Work instruction:
In the data that follows, each entry is to be restated exactly.
*** Data section Section Begins ***
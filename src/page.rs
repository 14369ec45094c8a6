//! Rendered page and session abstractions handed to site extractors.

use std::time::Duration;

use async_trait::async_trait;
use scraper::{Html, Selector};
use url::Url;

use crate::extractors::SiteExtractor;
use crate::{RawListing, Result, ScoutError};

/// A page that has already been navigated to and rendered.
///
/// Site extractors only need three things from a page: to wait for their
/// card selector, to read the rendered HTML, and to know the page URL so
/// relative links can be resolved.
#[async_trait]
pub trait RenderedPage: Send + Sync {
    /// The URL the page ended up on after navigation.
    fn url(&self) -> &Url;

    /// Waits until `css` matches at least one element, or fails with
    /// [`ScoutError::SelectorNotFound`] once `timeout` elapses.
    async fn wait_for_selector(&self, css: &str, timeout: Duration) -> Result<()>;

    /// Returns the current rendered HTML of the page.
    async fn content(&self) -> Result<String>;
}

/// Opens a rendering session on a URL and runs an extractor against it.
///
/// Implementations own the session lifecycle: whatever happens during
/// extraction, the session is torn down before `extract` returns.
#[async_trait]
pub trait SessionProvider: Send + Sync {
    async fn extract(
        &self,
        url: &Url,
        extractor: &'static dyn SiteExtractor,
    ) -> Result<Vec<RawListing>>;
}

/// A page backed by a static HTML document.
///
/// Used for offline extraction of saved result pages and in tests.
#[derive(Debug, Clone)]
pub struct StaticPage {
    url: Url,
    html: String,
}

impl StaticPage {
    /// Creates a page with the given URL and HTML.
    pub fn new(url: Url, html: impl Into<String>) -> Self {
        Self {
            url,
            html: html.into(),
        }
    }
}

#[async_trait]
impl RenderedPage for StaticPage {
    fn url(&self) -> &Url {
        &self.url
    }

    async fn wait_for_selector(&self, css: &str, timeout: Duration) -> Result<()> {
        // Static markup never changes, so one look is as good as waiting.
        if has_match(&self.html, css)? {
            Ok(())
        } else {
            Err(ScoutError::SelectorNotFound {
                selector: css.to_string(),
                secs: timeout.as_secs(),
            })
        }
    }

    async fn content(&self) -> Result<String> {
        Ok(self.html.clone())
    }
}

fn has_match(html: &str, css: &str) -> Result<bool> {
    let selector = Selector::parse(css)
        .map_err(|e| ScoutError::Parse(format!("Failed to parse selector: {:?}", e)))?;
    Ok(Html::parse_document(html).select(&selector).next().is_some())
}

#[cfg(test)]
mod tests {
    use super::*;

    fn page(html: &str) -> StaticPage {
        StaticPage::new(Url::parse("https://example.com/search").unwrap(), html)
    }

    #[tokio::test]
    async fn test_static_page_selector_found() {
        let page = page(r#"<div class="card">x</div>"#);
        page.wait_for_selector(".card", Duration::from_secs(1))
            .await
            .unwrap();
    }

    #[tokio::test]
    async fn test_static_page_selector_missing() {
        let page = page("<p>nothing here</p>");
        let err = page
            .wait_for_selector(".card", Duration::from_secs(15))
            .await
            .unwrap_err();
        match err {
            ScoutError::SelectorNotFound { selector, secs } => {
                assert_eq!(selector, ".card");
                assert_eq!(secs, 15);
            }
            other => panic!("Expected SelectorNotFound, got {:?}", other),
        }
    }

    #[tokio::test]
    async fn test_static_page_invalid_selector() {
        let page = page("<p></p>");
        let err = page
            .wait_for_selector("[[", Duration::from_secs(1))
            .await
            .unwrap_err();
        assert!(matches!(err, ScoutError::Parse(_)));
    }

    #[tokio::test]
    async fn test_static_page_content_and_url() {
        let page = page("<html><body>hi</body></html>");
        assert_eq!(page.content().await.unwrap(), "<html><body>hi</body></html>");
        assert_eq!(page.url().as_str(), "https://example.com/search");
    }
}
*** Data section Section Ends ***
Answer below:
filename src/page.rs
repository 14369ec45094c8a6
//! Rendered page and session abstractions handed to site extractors.

use std::time::Duration;

use async_trait::async_trait;
use scraper::{Html, Selector};
use url::Url;

use crate::extractors::SiteExtractor;
use crate::{RawListing, Result, ScoutError};

/// A page that has already been navigated to and rendered.
///
/// Site extractors only need three things from a page: to wait for their
/// card selector, to read the rendered HTML, and to know the page URL so
/// relative links can be resolved.
#[async_trait]
pub trait RenderedPage: Send + Sync {
    /// The URL the page ended up on after navigation.
    fn url(&self) -> &Url;

    /// Waits until `css` matches at least one element, or fails with
    /// [`ScoutError::SelectorNotFound`] once `timeout` elapses.
    async fn wait_for_selector(&self, css: &str, timeout: Duration) -> Result<()>;

    /// Returns the current rendered HTML of the page.
    async fn content(&self) -> Result<String>;
}

/// Opens a rendering session on a URL and runs an extractor against it.
///
/// Implementations own the session lifecycle: whatever happens during
/// extraction, the session is torn down before `extract` returns.
#[async_trait]
pub trait SessionProvider: Send + Sync {
    async fn extract(
        &self,
        url: &Url,
        extractor: &'static dyn SiteExtractor,
    ) -> Result<Vec<RawListing>>;
}

/// A page backed by a static HTML document.
///
/// Used for offline extraction of saved result pages and in tests.
#[derive(Debug, Clone)]
pub struct StaticPage {
    url: Url,
    html: String,
}

impl StaticPage {
    /// Creates a page with the given URL and HTML.
    pub fn new(url: Url, html: impl Into<String>) -> Self {
        Self {
            url,
            html: html.into(),
        }
    }
}

#[async_trait]
impl RenderedPage for StaticPage {
    fn url(&self) -> &Url {
        &self.url
    }

    async fn wait_for_selector(&self, css: &str, timeout: Duration) -> Result<()> {
        // Static markup never changes, so one look is as good as waiting.
        if has_match(&self.html, css)? {
            Ok(())
        } else {
            Err(ScoutError::SelectorNotFound {
                selector: css.to_string(),
                secs: timeout.as_secs(),
            })
        }
    }

    async fn content(&self) -> Result<String> {
        Ok(self.html.clone())
    }
}

fn has_match(html: &str, css: &str) -> Result<bool> {
    let selector = Selector::parse(css)
        .map_err(|e| ScoutError::Parse(format!("Failed to parse selector: {:?}", e)))?;
    Ok(Html::parse_document(html).select(&selector).next().is_some())
}

#[cfg(test)]
mod tests {
    use super::*;

    fn page(html: &str) -> StaticPage {
        StaticPage::new(Url::parse("https://example.com/search").unwrap(), html)
    }

    #[tokio::test]
    async fn test_static_page_selector_found() {
        let page = page(r#"<div class="card">x</div>"#);
        page.wait_for_selector(".card", Duration::from_secs(1))
            .await
            .unwrap();
    }

    #[tokio::test]
    async fn test_static_page_selector_missing() {
        let page = page("<p>nothing here</p>");
        let err = page
            .wait_for_selector(".card", Duration::from_secs(15))
            .await
            .unwrap_err();
        match err {
            ScoutError::SelectorNotFound { selector, secs } => {
                assert_eq!(selector, ".card");
                assert_eq!(secs, 15);
            }
            other => panic!("Expected SelectorNotFound, got {:?}", other),
        }
    }

    #[tokio::test]
    async fn test_static_page_invalid_selector() {
        let page = page("<p></p>");
        let err = page
            .wait_for_selector("[[", Duration::from_secs(1))
            .await
            .unwrap_err();
        assert!(matches!(err, ScoutError::Parse(_)));
    }

    #[tokio::test]
    async fn test_static_page_content_and_url() {
        let page = page("<html><body>hi</body></html>");
        assert_eq!(page.content().await.unwrap(), "<html><body>hi</body></html>");
        assert_eq!(page.url().as_str(), "https://example.com/search");
    }
}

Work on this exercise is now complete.